(Source data)
═══

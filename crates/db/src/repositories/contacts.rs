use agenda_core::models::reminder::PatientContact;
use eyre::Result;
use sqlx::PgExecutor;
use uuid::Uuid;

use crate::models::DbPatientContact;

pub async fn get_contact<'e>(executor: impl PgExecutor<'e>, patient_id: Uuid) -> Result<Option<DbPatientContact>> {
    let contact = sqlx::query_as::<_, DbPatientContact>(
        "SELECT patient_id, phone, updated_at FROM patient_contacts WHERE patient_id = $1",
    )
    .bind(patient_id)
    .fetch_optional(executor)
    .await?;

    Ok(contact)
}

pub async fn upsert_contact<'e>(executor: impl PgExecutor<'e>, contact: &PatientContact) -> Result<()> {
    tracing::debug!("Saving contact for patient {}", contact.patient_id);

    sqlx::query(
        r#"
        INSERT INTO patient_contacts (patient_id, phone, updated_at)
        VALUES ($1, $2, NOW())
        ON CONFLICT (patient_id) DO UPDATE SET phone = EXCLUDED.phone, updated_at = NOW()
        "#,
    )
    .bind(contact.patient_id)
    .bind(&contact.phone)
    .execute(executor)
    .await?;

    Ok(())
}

═══

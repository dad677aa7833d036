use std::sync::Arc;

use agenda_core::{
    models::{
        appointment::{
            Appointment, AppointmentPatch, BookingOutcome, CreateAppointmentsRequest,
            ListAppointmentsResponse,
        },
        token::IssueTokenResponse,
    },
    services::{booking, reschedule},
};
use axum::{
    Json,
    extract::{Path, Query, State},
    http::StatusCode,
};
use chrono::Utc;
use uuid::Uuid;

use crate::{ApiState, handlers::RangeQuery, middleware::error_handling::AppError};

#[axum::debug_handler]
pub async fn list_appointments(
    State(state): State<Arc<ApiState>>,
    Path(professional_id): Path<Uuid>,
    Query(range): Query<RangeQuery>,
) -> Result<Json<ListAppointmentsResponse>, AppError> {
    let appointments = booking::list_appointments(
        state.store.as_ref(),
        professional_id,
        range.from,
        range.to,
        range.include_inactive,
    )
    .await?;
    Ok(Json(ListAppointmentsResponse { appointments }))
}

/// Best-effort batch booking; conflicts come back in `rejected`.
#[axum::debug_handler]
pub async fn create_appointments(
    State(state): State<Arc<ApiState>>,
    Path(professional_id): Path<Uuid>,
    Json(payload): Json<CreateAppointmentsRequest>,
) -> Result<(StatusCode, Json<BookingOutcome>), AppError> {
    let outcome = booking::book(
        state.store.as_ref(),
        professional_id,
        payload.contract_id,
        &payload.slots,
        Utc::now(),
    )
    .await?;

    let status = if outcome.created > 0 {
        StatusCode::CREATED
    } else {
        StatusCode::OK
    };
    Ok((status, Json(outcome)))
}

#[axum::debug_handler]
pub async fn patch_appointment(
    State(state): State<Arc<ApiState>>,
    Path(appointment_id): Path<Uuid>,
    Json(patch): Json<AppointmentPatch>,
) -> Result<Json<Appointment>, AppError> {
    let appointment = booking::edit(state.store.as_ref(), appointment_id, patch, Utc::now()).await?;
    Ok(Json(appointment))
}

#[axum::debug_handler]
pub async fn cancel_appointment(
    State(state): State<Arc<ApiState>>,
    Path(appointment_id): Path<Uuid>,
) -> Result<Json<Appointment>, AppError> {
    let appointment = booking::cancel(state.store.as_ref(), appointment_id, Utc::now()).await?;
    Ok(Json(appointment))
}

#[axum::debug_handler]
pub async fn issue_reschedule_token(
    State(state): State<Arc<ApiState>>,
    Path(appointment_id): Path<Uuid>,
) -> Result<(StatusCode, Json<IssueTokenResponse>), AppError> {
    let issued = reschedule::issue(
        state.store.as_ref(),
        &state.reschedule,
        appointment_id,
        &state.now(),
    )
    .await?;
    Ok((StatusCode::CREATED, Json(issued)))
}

═══

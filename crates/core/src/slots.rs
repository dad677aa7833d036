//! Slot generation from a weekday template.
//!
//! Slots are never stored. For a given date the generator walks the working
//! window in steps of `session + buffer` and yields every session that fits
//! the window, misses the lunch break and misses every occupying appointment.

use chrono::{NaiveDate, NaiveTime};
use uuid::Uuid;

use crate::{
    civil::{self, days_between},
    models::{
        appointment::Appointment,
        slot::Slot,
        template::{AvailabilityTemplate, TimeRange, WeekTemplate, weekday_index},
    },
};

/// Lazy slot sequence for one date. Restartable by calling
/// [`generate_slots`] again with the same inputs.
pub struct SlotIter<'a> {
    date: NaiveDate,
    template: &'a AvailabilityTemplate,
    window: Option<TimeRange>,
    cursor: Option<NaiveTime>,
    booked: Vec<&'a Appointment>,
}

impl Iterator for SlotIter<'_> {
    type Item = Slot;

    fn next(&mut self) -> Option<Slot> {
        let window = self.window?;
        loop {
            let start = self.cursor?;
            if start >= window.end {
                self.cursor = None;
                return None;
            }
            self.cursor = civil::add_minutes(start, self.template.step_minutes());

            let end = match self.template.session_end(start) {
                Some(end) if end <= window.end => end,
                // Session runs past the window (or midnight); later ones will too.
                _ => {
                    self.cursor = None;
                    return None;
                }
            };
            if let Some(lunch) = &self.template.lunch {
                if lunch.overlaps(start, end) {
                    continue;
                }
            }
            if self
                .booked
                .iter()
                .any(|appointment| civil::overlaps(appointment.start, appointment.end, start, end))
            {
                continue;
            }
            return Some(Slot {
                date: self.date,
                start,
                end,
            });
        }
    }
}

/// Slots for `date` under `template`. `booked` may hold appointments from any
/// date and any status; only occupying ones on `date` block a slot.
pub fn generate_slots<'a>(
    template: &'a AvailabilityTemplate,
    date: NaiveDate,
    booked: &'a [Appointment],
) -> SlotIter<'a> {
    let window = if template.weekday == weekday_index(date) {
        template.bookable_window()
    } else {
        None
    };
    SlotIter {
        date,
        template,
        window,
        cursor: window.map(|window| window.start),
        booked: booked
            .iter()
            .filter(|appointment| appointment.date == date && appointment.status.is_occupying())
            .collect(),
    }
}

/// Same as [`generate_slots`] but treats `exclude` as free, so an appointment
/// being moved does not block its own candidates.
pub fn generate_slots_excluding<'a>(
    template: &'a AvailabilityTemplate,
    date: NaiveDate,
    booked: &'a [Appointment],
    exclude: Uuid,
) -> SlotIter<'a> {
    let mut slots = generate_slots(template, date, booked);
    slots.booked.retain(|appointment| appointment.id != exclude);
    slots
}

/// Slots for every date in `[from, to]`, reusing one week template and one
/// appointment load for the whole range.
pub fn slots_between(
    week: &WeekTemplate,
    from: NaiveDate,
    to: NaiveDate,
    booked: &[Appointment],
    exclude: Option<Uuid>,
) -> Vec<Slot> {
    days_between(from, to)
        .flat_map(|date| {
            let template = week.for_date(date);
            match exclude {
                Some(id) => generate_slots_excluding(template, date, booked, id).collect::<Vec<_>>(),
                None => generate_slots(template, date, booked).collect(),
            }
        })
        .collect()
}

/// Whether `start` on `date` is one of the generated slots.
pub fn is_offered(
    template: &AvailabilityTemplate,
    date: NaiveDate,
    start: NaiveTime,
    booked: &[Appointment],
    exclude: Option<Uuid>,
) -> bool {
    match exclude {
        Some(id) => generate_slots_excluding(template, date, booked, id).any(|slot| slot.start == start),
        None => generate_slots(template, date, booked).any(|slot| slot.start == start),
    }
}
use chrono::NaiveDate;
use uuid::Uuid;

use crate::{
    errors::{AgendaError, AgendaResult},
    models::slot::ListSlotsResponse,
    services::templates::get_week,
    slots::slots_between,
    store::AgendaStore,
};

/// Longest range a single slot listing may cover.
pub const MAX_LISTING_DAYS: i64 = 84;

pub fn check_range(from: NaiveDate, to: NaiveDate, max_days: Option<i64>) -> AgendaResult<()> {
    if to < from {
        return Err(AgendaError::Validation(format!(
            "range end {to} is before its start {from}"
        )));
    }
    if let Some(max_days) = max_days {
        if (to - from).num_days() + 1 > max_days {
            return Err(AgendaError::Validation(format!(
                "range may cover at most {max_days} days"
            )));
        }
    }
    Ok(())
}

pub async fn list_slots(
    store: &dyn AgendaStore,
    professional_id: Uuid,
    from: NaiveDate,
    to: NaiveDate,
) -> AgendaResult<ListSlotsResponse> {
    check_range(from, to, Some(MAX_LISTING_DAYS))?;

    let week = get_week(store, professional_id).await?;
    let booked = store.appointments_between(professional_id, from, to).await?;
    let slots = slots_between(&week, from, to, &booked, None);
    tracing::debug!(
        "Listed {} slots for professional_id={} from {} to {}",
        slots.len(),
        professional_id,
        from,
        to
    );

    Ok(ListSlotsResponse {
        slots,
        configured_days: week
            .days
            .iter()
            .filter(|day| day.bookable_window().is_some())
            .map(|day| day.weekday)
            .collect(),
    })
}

═══

• _Problem_
Collect every line with the string "filename" from the records, and copy each.

• _Exercise response_
filename crates/db/src/repositories/contacts.rs
filename crates/core/src/slots.rs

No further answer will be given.